While there is currently no cure for Lyme disease, it can be treated with antibiotics.

Lyme disease is a condition caused by the bacteria Borrelia burgdorferi, which is carried by ticks. Symptoms include fever, headache, fatigue, and a skin rash that appears at the site of the tick bite.

The spiritual meaning of Lyme disease relates to the idea that it can be used as a catalyst for change. When you first get bitten by a tick, you might feel a little bit of pain and discomfort—but then it goes away. It’s just one more thing to add to your list of things to worry about. But then you start feeling sicker and sicker—and suddenly, it’s clear how much worse things could have been if you hadn’t gotten treated early on.

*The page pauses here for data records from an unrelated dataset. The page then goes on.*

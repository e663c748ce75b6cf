//! completion command - Generate shell completion scripts

use crate::cli::args::{Cli, Shell};
use anyhow::Result;
use clap::CommandFactory;
use clap_complete::{generate, shells};

/// Generate a completion script for `shell` on stdout.
pub fn completion(shell: Shell) -> Result<()> {
    let mut cmd = Cli::command();
    let name = cmd.get_name().to_string();
    generate(generator_for(shell), &mut cmd, name, &mut std::io::stdout());
    Ok(())
}

/// Map our CLI-facing shell choice onto its clap_complete generator.
fn generator_for(shell: Shell) -> shells::Shell {
    match shell {
        Shell::Bash => shells::Shell::Bash,
        Shell::Zsh => shells::Shell::Zsh,
        Shell::Fish => shells::Shell::Fish,
        Shell::PowerShell => shells::Shell::PowerShell,
    }
}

That’s when it hits you: Your life could be so much better than it currently is if only you’d make some changes!

Lyme disease shows us that there are always opportunities for growth around us—even if we don’t see them at first glance.

Understanding Lyme Disease

Lyme disease is a bacterial infection that results when a tick infected with Borrelia burgdorferi—or a related species—bites a person and remains attached long enough to transmit the bacteria. If not treated with an antibiotic, symptoms increase in severity, eventually affecting the nervous system and the heart.

Even though Lyme disease is the most common tick-borne infectious disease in the US, we have a long way to go to figure out how to prevent it and how to deal with its long-term consequences. We don’t know why a chronic condition persists in some people despite treatment. Patient activists have contributed greatly to the current understanding of Lyme disease: They have lobbied, protested, written, and funded research, pushing the medical establishment to recognize the full extent of post-treatment Lyme disease syndrome (PTLDS). They’ve also pushed insurance companies to pay for extended treatments and have supported research on better diagnostic tests and treatments.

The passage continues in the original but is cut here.